Back by popular demand...Mike Famous Eggnog. This is a holiday must! My email inbox has already been flooded with requests for a re-post, so here it is!

Below is the genesis of this holiday party starter told by Mike himself...

Christmas Eggnog

I never cook anything. Most of my friends and family are wonderful cooks so I try to be what every chef needs--an enthusiastic eater and kitchen helper. One thing I do prepare each Holiday Season is the eggnog. I first made this eggnog when I was in college and worked occasionally as a bartender for private parties. When a call came in to the student employment office for a bartender to mix large batches of eggnog for a Christmas party in Woodside I was the only one who claimed to have eggnog experience. I had, of course, lied about my experience and had never drunk a cup of eggnog. This extreme confidence in the face of total ignorance got me the job.

The first research I did was to buy a carton of dairy eggnog, pour it into a cup, and add a good dose of whiskey. It was terrible. It ruined the whiskey. I then indulged in some real research in the card catalog of the main library. After noting the Dewey Decimal numbers for the cookbook section (641.5) I plunged into the stacks and fumbled through all the dusty books until I recognized one from my mother's kitchen--the Joy of Cooking. It had a drink recipe for "Eggnog in Quantity" and I was saved. I couldn't check the book out because I had some unpaid delinquent fines so I wrote it all down (I still have that piece of tablet paper).

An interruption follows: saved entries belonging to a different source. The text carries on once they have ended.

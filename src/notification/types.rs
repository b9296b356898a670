use std::fmt;

use chrono::{DateTime, Utc};
use serde::{Deserialize, Serialize};
use uuid::Uuid;

use crate::directory::UserRole;

/// Message payload delivered to recipients.
#[derive(Debug, Clone, Serialize, Deserialize)]
pub struct PushMessage {
    pub title: String,
    pub body: String,
    /// Opaque key/value payload for client-side routing
    #[serde(default)]
    pub data: serde_json::Value,
}

impl PushMessage {
    pub fn new(title: impl Into<String>, body: impl Into<String>) -> Self {
        Self {
            title: title.into(),
            body: body.into(),
            data: serde_json::Value::Null,
        }
    }

    /// Attach a routing payload.
    pub fn with_data(mut self, data: serde_json::Value) -> Self {
        self.data = data;
        self
    }
}

/// Lifecycle status of a persisted notification.
///
/// Dispatch creates `Unread` rows and performs the `Unread -> Read`
/// transition. `Offered` and `Rejected` belong to other workflows and are
/// preserved untouched by dispatch logic.
#[derive(Debug, Clone, Copy, PartialEq, Eq, Serialize, Deserialize)]
#[serde(rename_all = "snake_case")]
pub enum NotificationStatus {
    Unread,
    Read,
    Offered,
    Rejected,
}

impl NotificationStatus {
    pub fn as_str(&self) -> &'static str {
        match self {
            NotificationStatus::Unread => "unread",
            NotificationStatus::Read => "read",
            NotificationStatus::Offered => "offered",
            NotificationStatus::Rejected => "rejected",
        }
    }

    pub fn parse(s: &str) -> Option<Self> {
        match s {
            "unread" => Some(NotificationStatus::Unread),
            "read" => Some(NotificationStatus::Read),
            "offered" => Some(NotificationStatus::Offered),
            "rejected" => Some(NotificationStatus::Rejected),
            _ => None,
        }
    }
}

impl fmt::Display for NotificationStatus {
    fn fmt(&self, f: &mut fmt::Formatter<'_>) -> fmt::Result {
        f.write_str(self.as_str())
    }
}

/// A persisted notification row: one per (recipient, message) pair.
#[derive(Debug, Clone, Serialize, Deserialize)]
pub struct Notification {
    /// Assigned at persistence time
    pub id: Uuid,
    pub recipient_id: String,
    /// Optional association to a business entity
    pub service_id: Option<Uuid>,
    pub title: String,
    pub body: String,
    pub data: serde_json::Value,
    pub status: NotificationStatus,
    pub created_at: DateTime<Utc>,
    /// Set exactly once, on the first transition to `read`
    pub read_at: Option<DateTime<Utc>>,
}

/// Insert payload for one notification row.
#[derive(Debug, Clone)]
pub struct NewNotification {
    /// Caller-supplied idempotency token; replaying an insert with a key that
    /// already has a row returns that row instead of creating a duplicate.
    pub dispatch_key: Uuid,
    pub recipient_id: String,
    pub service_id: Option<Uuid>,
    pub title: String,
    pub body: String,
    pub data: serde_json::Value,
    pub status: NotificationStatus,
}

impl NewNotification {
    /// Build an insert payload for one recipient of a message.
    pub fn from_message(
        recipient_id: impl Into<String>,
        message: &PushMessage,
        service_id: Option<Uuid>,
    ) -> Self {
        Self {
            dispatch_key: Uuid::new_v4(),
            recipient_id: recipient_id.into(),
            service_id,
            title: message.title.clone(),
            body: message.body.clone(),
            data: message.data.clone(),
            status: NotificationStatus::Unread,
        }
    }

    /// Reuse a dispatch key from an earlier attempt, for idempotent retries.
    pub fn with_dispatch_key(mut self, key: Uuid) -> Self {
        self.dispatch_key = key;
        self
    }
}

/// Declarative description of who should receive a message.
#[derive(Debug, Clone, Serialize, Deserialize)]
#[serde(tag = "type", content = "target", rename_all = "snake_case")]
pub enum NotificationTarget {
    /// A single recipient
    Individual(String),
    /// Every active user of a role
    Role(UserRole),
    /// Every active technician whose work-category set intersects the given ids
    Categories(Vec<String>),
    /// An explicit recipient list
    Users(Vec<String>),
}

impl NotificationTarget {
    pub fn kind(&self) -> &'static str {
        match self {
            NotificationTarget::Individual(_) => "individual",
            NotificationTarget::Role(_) => "role",
            NotificationTarget::Categories(_) => "categories",
            NotificationTarget::Users(_) => "users",
        }
    }
}

/// Delivery path that produced an outcome.
#[derive(Debug, Clone, Copy, PartialEq, Eq, Serialize, Deserialize)]
#[serde(rename_all = "snake_case")]
pub enum DeliveryChannel {
    /// Server-side procedure that records and dispatches in one call
    Primary,
    /// Explicit token lookup plus a direct gateway call
    Fallback,
}

impl DeliveryChannel {
    pub fn as_str(&self) -> &'static str {
        match self {
            DeliveryChannel::Primary => "primary",
            DeliveryChannel::Fallback => "fallback",
        }
    }
}

impl fmt::Display for DeliveryChannel {
    fn fmt(&self, f: &mut fmt::Formatter<'_>) -> fmt::Result {
        f.write_str(self.as_str())
    }
}

/// Per-recipient record of a push attempt. Ephemeral: lives only in the
/// response of a dispatch call.
#[derive(Debug, Clone, Serialize)]
pub struct DeliveryOutcome {
    pub recipient_id: String,
    pub channel: DeliveryChannel,
    #[serde(skip_serializing_if = "Option::is_none")]
    pub error: Option<String>,
}

impl DeliveryOutcome {
    pub fn delivered(recipient_id: impl Into<String>, channel: DeliveryChannel) -> Self {
        Self {
            recipient_id: recipient_id.into(),
            channel,
            error: None,
        }
    }

    pub fn failed(
        recipient_id: impl Into<String>,
        channel: DeliveryChannel,
        error: impl Into<String>,
    ) -> Self {
        Self {
            recipient_id: recipient_id.into(),
            channel,
            error: Some(error.into()),
        }
    }

    pub fn is_delivered(&self) -> bool {
        self.error.is_none()
    }
}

Two days before the party I called my employer and with all the authority I could muster gave her a specific list of all the required ingredients, stated that there could be no exceptions, and said that I would need to be at work in her kitchen three hours before the party to prepare properly. The eggnog was so well received that I was given a big tip and hired to do it again the following year. I have been making it for friends and family ever since.

Merry Christmas,


Eggnog in Quantity

• Be sure to use good fresh eggs. The best eggs have a firm orange yolk and are from hens that have access to free range.
• Use heavy whipping cream. This is not a drink that is successful in a low fat version.
• Use good quality liquor. I use a combination of liquors to spread out the flavors. The saying that "nothing succeeds like excess" is especially true when it comes to adding booze to the eggnog. The Brits say that "Christmas brandy will make you randy", so add an extra splash.
• Use fresh nutmeg kernels and grate onto each serving as desired.

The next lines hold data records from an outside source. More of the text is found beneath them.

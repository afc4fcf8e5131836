//! Fixed-rate frame rendering.
//!
//! Each cycle copies the aggregation state, formats a complete frame into a
//! reusable buffer and hands it to the writer in a single `write_all`, so a
//! terminal never shows half a frame. Batch mode never clears the screen and
//! separates frames with a blank line.
//!
//! Under [`Renderer::run`] the write itself happens on the blocking pool, so a
//! stalled terminal or pipe never parks a runtime worker.

pub mod format;

use std::collections::HashMap;
use std::fmt::Write as _;
use std::io::Write;
use std::sync::Arc;
use std::time::{Duration, Instant};

use tokio_util::sync::CancellationToken;
use tracing::{debug, warn};

use crate::device::Resolver;
use crate::state::{AggregationState, CurrentValues, EntitySnapshot, StateSnapshot, StatsView};
use crate::tracer::event::EntityKey;
use crate::tracer::stats::IngestStats;

use self::format::{
    format_count, format_depth, format_duration, format_latency, format_latency_opt, make_bar,
    percentile_header, push_columns, scale_to_width,
};

/// Moves the cursor home and clears the screen.
const CLEAR_SCREEN: &str = "\x1b[H\x1b[J";

const NAME_WIDTH: usize = 12;
const COLUMN_WIDTH: usize = 8;
const SAMPLES_WIDTH: usize = 9;

/// Which table layout a frame uses.
#[derive(Debug, Clone, Copy, PartialEq, Eq)]
pub enum View {
    /// Latency values in microseconds: avg, percentiles, min, max.
    Latency,
    /// Queue depths: current, utilization, percentiles with avg, bar.
    Queue,
}

/// Static presentation settings.
#[derive(Debug, Clone)]
pub struct RenderOptions {
    pub title: String,
    pub view: View,
    /// Percentiles in `[0, 100]`, in display order.
    pub percentiles: Vec<f64>,
    /// Show the five largest values instead of a single max column.
    pub show_top: bool,
    /// Append-only output without screen clearing.
    pub batch: bool,
    /// Interval reset period, shown in the header.
    pub interval: Duration,
    /// Estimator description, shown in the header.
    pub strategy: String,
    /// Width of the queue utilization bar.
    pub bar_width: usize,
    /// Depth that fills the bar, per entity. Defaults to `bar_width`.
    pub full_scale: HashMap<EntityKey, u64>,
}

#[derive(Clone, Copy)]
enum Window {
    Interval,
    Lifetime,
}

impl Window {
    fn label(self) -> &'static str {
        match self {
            Self::Interval => "INTERVAL",
            Self::Lifetime => "LIFETIME",
        }
    }

    fn view(self, entity: &EntitySnapshot) -> &StatsView {
        match self {
            Self::Interval => &entity.interval,
            Self::Lifetime => &entity.lifetime,
        }
    }
}

/// Writes frames built from [`AggregationState`] snapshots.
pub struct Renderer<W: Write> {
    /// `None` only if a blocking write task panicked and took the writer.
    out: Option<W>,
    opts: RenderOptions,
    state: Arc<AggregationState>,
    resolver: Arc<Resolver>,
    current: Option<Arc<CurrentValues>>,
    ingest: Arc<IngestStats>,
    buf: String,
    last: Option<(Instant, u64)>,
    frames: u64,
    write_failed: bool,
}

impl<W: Write> Renderer<W> {
    pub fn new(
        out: W,
        opts: RenderOptions,
        state: Arc<AggregationState>,
        resolver: Arc<Resolver>,
        ingest: Arc<IngestStats>,
    ) -> Self {
        Self {
            out: Some(out),
            opts,
            state,
            resolver,
            current: None,
            ingest,
            buf: String::with_capacity(8 * 1024),
            last: None,
            frames: 0,
            write_failed: false,
        }
    }

    /// Attaches the current-value cells published by a poll driver.
    pub fn with_current_values(mut self, current: Arc<CurrentValues>) -> Self {
        self.current = Some(current);
        self
    }

    pub fn frames(&self) -> u64 {
        self.frames
    }

    pub fn into_inner(self) -> Option<W> {
        self.out
    }

    /// Takes a snapshot and writes one frame on the calling thread.
    pub fn render(&mut self) {
        let snap = self.state.snapshot();
        self.build_frame(&snap);

        if let Some(out) = self.out.as_mut() {
            let result = write_frame(out, &self.buf);
            self.finish_write(result);
        }
    }

    fn finish_write(&mut self, result: std::io::Result<()>) {
        match result {
            Ok(()) => {
                self.frames += 1;
                self.write_failed = false;
            }
            Err(e) => {
                // Report once per run of failures.
                if !self.write_failed {
                    warn!(error = %e, "frame write failed");
                }
                self.write_failed = true;
            }
        }
    }
}

impl<W: Write + Send + 'static> Renderer<W> {
    /// Renders on every tick of `period`, then once more after `cancel`.
    /// Returns the writer once the final frame has been written.
    pub async fn run(mut self, period: Duration, cancel: CancellationToken) -> Option<W> {
        let mut ticker = tokio::time::interval(period);
        ticker.set_missed_tick_behavior(tokio::time::MissedTickBehavior::Skip);

        loop {
            tokio::select! {
                biased;

                _ = cancel.cancelled() => break,
                _ = ticker.tick() => self.render_offloaded().await,
            }
        }

        self.render_offloaded().await;
        debug!(frames = self.frames, "renderer stopped");
        self.out
    }

    /// Builds a frame here and writes it from the blocking pool.
    async fn render_offloaded(&mut self) {
        let snap = self.state.snapshot();
        self.build_frame(&snap);

        let Some(mut out) = self.out.take() else {
            return;
        };
        let buf = std::mem::take(&mut self.buf);
        let task = tokio::task::spawn_blocking(move || {
            let result = write_frame(&mut out, &buf);
            (out, buf, result)
        });

        match task.await {
            Ok((out, buf, result)) => {
                self.out = Some(out);
                self.buf = buf;
                self.finish_write(result);
            }
            Err(e) => warn!(error = %e, "frame writer task failed; output disabled"),
        }
    }
}

impl<W: Write> Renderer<W> {

    /// Formats a full frame for `snap` into the internal buffer.
    pub fn build_frame(&mut self, snap: &StateSnapshot) -> &str {
        let mut out = std::mem::take(&mut self.buf);
        out.clear();

        if !self.opts.batch {
            out.push_str(CLEAR_SCREEN);
        }

        self.push_header(&mut out, snap);
        let width = self.line_width();
        push_rule(&mut out, '=', width);
        self.push_table(&mut out, snap, Window::Interval, width);
        out.push('\n');
        self.push_table(&mut out, snap, Window::Lifetime, width);
        push_rule(&mut out, '=', width);
        self.push_summary(&mut out, snap);

        if self.opts.batch {
            out.push('\n');
        }

        self.buf = out;
        &self.buf
    }

    fn push_header(&self, out: &mut String, snap: &StateSnapshot) {
        let timestamp = chrono::Local::now().format("%H:%M:%S");
        let uptime = snap.taken_at.saturating_duration_since(snap.started_at);
        let in_interval = snap.taken_at.saturating_duration_since(snap.last_reset);

        if self.opts.batch {
            let _ = write!(out, "[{timestamp}] {}", self.opts.title);
        } else {
            let _ = write!(out, "{} - {timestamp}", self.opts.title);
        }
        let _ = writeln!(
            out,
            " (uptime: {}, interval: {}/{}) | {}",
            format_duration(uptime),
            format_duration(in_interval),
            format_duration(self.opts.interval),
            self.opts.strategy,
        );
    }

    fn column_headers(&self) -> Vec<String> {
        let pcts = self.opts.percentiles.iter().map(|&p| percentile_header(p));
        match self.opts.view {
            View::Latency => {
                let mut cols = vec!["avg".to_string()];
                cols.extend(pcts);
                cols.push("min".to_string());
                if self.opts.show_top {
                    cols.extend(["max-4", "max-3", "max-2", "max-1"].map(String::from));
                }
                cols.push("max".to_string());
                cols
            }
            View::Queue => {
                let mut cols = vec!["Current".to_string(), "Util".to_string()];
                for (i, header) in pcts.enumerate() {
                    cols.push(header);
                    if Some(i) == self.avg_position() {
                        cols.push("Avg".to_string());
                    }
                }
                if self.avg_position().is_none() {
                    cols.push("Avg".to_string());
                }
                cols
            }
        }
    }

    /// Index of the P50 column; the queue view puts Avg right after it.
    fn avg_position(&self) -> Option<usize> {
        self.opts.percentiles.iter().position(|&p| p == 50.0)
    }

    fn line_width(&self) -> usize {
        let cols = self.column_headers().len();
        let mut width = NAME_WIDTH + 2 + cols * (COLUMN_WIDTH + 1) + 3 + SAMPLES_WIDTH;
        if self.opts.view == View::Queue {
            width += self.opts.bar_width + 4;
        }
        width
    }

    fn push_table(&self, out: &mut String, snap: &StateSnapshot, window: Window, width: usize) {
        let _ = write!(out, "{:<w$} │", window.label(), w = NAME_WIDTH);
        push_columns(out, &self.column_headers(), COLUMN_WIDTH);
        let _ = write!(out, " │ {:>w$}", "samples", w = SAMPLES_WIDTH);
        if self.opts.view == View::Queue {
            let _ = write!(out, "  {:<w$}", "Utilization", w = self.opts.bar_width + 2);
        }
        out.push('\n');
        push_rule(out, '-', width);

        for (key, entity) in &snap.entities {
            let name = self.resolver.name(*key);
            let view = window.view(entity);
            let _ = write!(out, "{:<w$} │", truncate(&name, NAME_WIDTH), w = NAME_WIDTH);

            let cells = match self.opts.view {
                View::Latency => self.latency_cells(view),
                View::Queue => self.queue_cells(*key, view),
            };
            push_columns(out, &cells, COLUMN_WIDTH);
            let _ = write!(
                out,
                " │ {:>w$}",
                format_count(view.exact.count),
                w = SAMPLES_WIDTH
            );

            if self.opts.view == View::Queue {
                let _ = write!(out, "  [{}]", self.queue_bar(*key, entity));
            }
            out.push('\n');
        }
    }

    fn latency_cells(&self, view: &StatsView) -> Vec<String> {
        let n = self.column_headers().len();
        if view.exact.count == 0 {
            return vec!["-".to_string(); n];
        }

        let mut cells = Vec::with_capacity(n);
        cells.push(format_latency_opt(view.exact.mean()));
        for &p in &self.opts.percentiles {
            cells.push(format_latency_opt(view.quantile(p / 100.0)));
        }
        cells.push(format_latency(view.exact.min()));
        if self.opts.show_top {
            let top = view.top.values();
            // Largest value sits in the max column; pad missing ranks.
            let below_max = &top[..top.len().saturating_sub(1)];
            for _ in below_max.len()..4 {
                cells.push("-".to_string());
            }
            cells.extend(below_max.iter().map(|&v| format_latency(v)));
        }
        cells.push(format_latency(view.exact.max));
        cells
    }

    fn queue_cells(&self, key: EntityKey, view: &StatsView) -> Vec<String> {
        let current = self
            .current
            .as_ref()
            .and_then(|c| c.get(key))
            .map_or_else(|| "-".to_string(), |v| v.to_string());
        let util = view
            .exact
            .utilization()
            .map_or_else(|| "-".to_string(), |u| format!("{:.1}%", u * 100.0));
        let avg = format_depth(view.exact.mean());

        let mut cells = vec![current, util];
        for (i, &p) in self.opts.percentiles.iter().enumerate() {
            cells.push(format_depth(view.quantile(p / 100.0)));
            if Some(i) == self.avg_position() {
                cells.push(avg.clone());
            }
        }
        if self.avg_position().is_none() {
            cells.push(avg);
        }
        cells
    }

    /// Current depth against the long-term p99.
    fn queue_bar(&self, key: EntityKey, entity: &EntitySnapshot) -> String {
        let width = self.opts.bar_width;
        let full = self
            .opts
            .full_scale
            .get(&key)
            .copied()
            .unwrap_or(width as u64) as f64;
        let current = self
            .current
            .as_ref()
            .and_then(|c| c.get(key))
            .unwrap_or(0) as f64;
        let p99 = entity.lifetime.quantile(0.99).unwrap_or(0.0);
        make_bar(
            scale_to_width(current, full, width),
            scale_to_width(p99, full, width),
            width,
        )
    }

    fn push_summary(&mut self, out: &mut String, snap: &StateSnapshot) {
        let total = snap.total_count();
        let uptime = snap
            .taken_at
            .saturating_duration_since(snap.started_at)
            .as_secs_f64();
        let rate = if uptime > 0.0 {
            total as f64 / uptime
        } else {
            0.0
        };
        let now_rate = match self.last {
            Some((at, count)) => {
                let secs = snap.taken_at.saturating_duration_since(at).as_secs_f64();
                if secs > 0.0 {
                    total.saturating_sub(count) as f64 / secs
                } else {
                    0.0
                }
            }
            None => rate,
        };
        self.last = Some((snap.taken_at, total));

        let _ = write!(
            out,
            "Total: {} samples | Rate: {}/s | Now: {}/s",
            format_count(total),
            format_count(rate as u64),
            format_count(now_rate as u64),
        );

        let totals = self.ingest.totals();
        let recent = self.ingest.take_dropped();
        if totals.dropped > 0 {
            let _ = write!(
                out,
                " | Dropped: {} (+{})",
                format_count(totals.dropped),
                format_count(recent)
            );
        }

        let memory: usize = snap
            .entities
            .iter()
            .map(|(_, e)| e.interval.estimator.memory_bytes() + e.lifetime.estimator.memory_bytes())
            .sum();
        let _ = writeln!(out, " | Estimators: ~{}KB", memory.div_ceil(1024));

        if self.opts.view == View::Queue {
            out.push_str("Legend: █ = current  ░ = p99 (long-term)  - = unused\n");
        }
    }
}

fn write_frame<W: Write>(out: &mut W, frame: &str) -> std::io::Result<()> {
    out.write_all(frame.as_bytes())?;
    out.flush()
}

fn push_rule(out: &mut String, ch: char, width: usize) {
    out.extend(std::iter::repeat(ch).take(width));
    out.push('\n');
}

fn truncate(name: &str, width: usize) -> &str {
    match name.char_indices().nth(width) {
        Some((idx, _)) => &name[..idx],
        None => name,
    }
}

Beat separately until light in color
12 egg yolks
Beat in gradually
1 lb. confectioner's sugar
Add very slowly, beating constantly
2 c. dark rum, brandy, or bourbon
These liquors form the basis of the "nog", and you may choose one
variety or mix to taste.

Let mixture stand covered for 1 hour to dispel the "eggy" taste.

Add, beating constantly,
3 cups of liquor (I use a combination and include some Kahlua)
2 quarts whipping cream
1 tsp vanilla (or to taste)
Refrigerate covered for 3 hours.

Beat until stiff but not dry
12 egg whites

Fold egg whites lightly into the other ingredients. Serve sprinkled
with fresh nutmeg and cinnamon to taste.

Yield is about 1 gallon. I always make a double batch. With all that liquor it keeps very well refrigerated. The egg whites will separate after standing so fold them back in. A jar of this eggnog makes a great holiday present. Have a cup while opening your presents. You'll love them all!

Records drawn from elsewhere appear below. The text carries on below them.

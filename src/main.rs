use std::path::PathBuf;

use anyhow::{Context, Result};
use clap::{Parser, Subcommand};
use tracing_subscriber::{fmt, EnvFilter};

use latscope::agent::Agent;
use latscope::config::{CliOverrides, Config};

/// Live latency and queue-depth percentiles for block devices and syscalls.
#[derive(Parser)]
#[command(name = "latscope", about)]
struct Cli {
    /// Path to an optional YAML configuration file.
    #[arg(long)]
    config: Option<PathBuf>,

    /// Logging verbosity level (trace, debug, info, warn, error).
    #[arg(long)]
    log_level: Option<String>,

    #[command(flatten)]
    overrides: CliOverrides,

    #[command(subcommand)]
    command: Option<Command>,
}

#[derive(Subcommand)]
enum Command {
    /// Print version information and exit.
    Version,
}

/// Build-time version info.
mod version {
    /// Release version string (set at build time).
    pub const RELEASE: &str = env!("CARGO_PKG_VERSION");

    /// Git commit hash (set at build time via env, or "unknown").
    pub fn git_commit() -> &'static str {
        option_env!("GIT_COMMIT").unwrap_or("unknown")
    }

    /// Full version string with platform info.
    pub fn full() -> String {
        format!(
            "{} (commit: {}, {}/{})",
            RELEASE,
            git_commit(),
            std::env::consts::OS,
            std::env::consts::ARCH,
        )
    }
}

fn main() -> Result<()> {
    let cli = Cli::parse();

    // Handle version subcommand before anything else.
    if let Some(Command::Version) = &cli.command {
        println!("latscope {}", version::full());
        return Ok(());
    }

    let mut cfg = match &cli.config {
        Some(path) => Config::load(path)
            .with_context(|| format!("loading config from {}", path.display()))?,
        None => Config::default(),
    };
    cfg.apply(&cli.overrides);
    if let Some(level) = &cli.log_level {
        cfg.log_level.clone_from(level);
    }

    // Logs go to stderr; stdout carries frames.
    let filter = EnvFilter::try_new(&cfg.log_level)
        .with_context(|| format!("invalid log level: {}", cfg.log_level))?;

    fmt()
        .with_env_filter(filter)
        .with_target(true)
        .with_writer(std::io::stderr)
        .init();

    tracing::info!(
        version = version::RELEASE,
        commit = version::git_commit(),
        mode = ?cfg.mode,
        "starting latscope",
    );

    // Build and run the tokio runtime.
    let rt = tokio::runtime::Builder::new_multi_thread()
        .enable_all()
        .build()
        .context("building tokio runtime")?;

    rt.block_on(async { run(cfg).await })
}

async fn run(cfg: Config) -> Result<()> {
    // Set up signal handling.
    let (shutdown_tx, shutdown_rx) = tokio::sync::oneshot::channel::<()>();

    let mut sigterm = tokio::signal::unix::signal(tokio::signal::unix::SignalKind::terminate())
        .context("registering SIGTERM handler")?;

    tokio::spawn(async move {
        tokio::select! {
            _ = tokio::signal::ctrl_c() => {
                tracing::info!("received SIGINT, shutting down");
            }
            _ = sigterm.recv() => {
                tracing::info!("received SIGTERM, shutting down");
            }
        }

        let _ = shutdown_tx.send(());
    });

    // Start the agent.
    let mut agent = Agent::new(cfg)?;
    agent.start().await?;

    // Wait for shutdown signal.
    let _ = shutdown_rx.await;

    // Graceful shutdown; the renderer draws one last frame.
    agent.stop().await?;

    tracing::info!("latscope stopped");

    Ok(())
}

This is a very rich, high-cholesterol, high-octane eggnog. Do not operate heavy equipment after drinking.

Creamed Onions

Since our family has grown to include significant others, children and friends, my mom asked everyone if there were any traditions that they would like to incorporate on Thanksgiving. My step father said that his family always had creamed onions so my brother in law took a stab at it this year and it was actually one of my favorite bites of the meal. He used this recipe as the base but added some stone mustard and Parmesan cheese. They were delicious. I just wish he made more of them...

Creamed Onions
  • 2 lb white pearl onions, left unpeeled
  • 1 1/4 teaspoons salt
  • 3 tablespoons unsalted butter
  • 1 tablespoon all-purpose flour
  • 1 cup heavy cream or half-and-half
  • 1/4 teaspoon black pepper
  • 1/4 teaspoon freshly grated nutmeg
  • 1 1/2 cups coarse fresh white bread crumbs (from 1/4 lb bread with crusts removed)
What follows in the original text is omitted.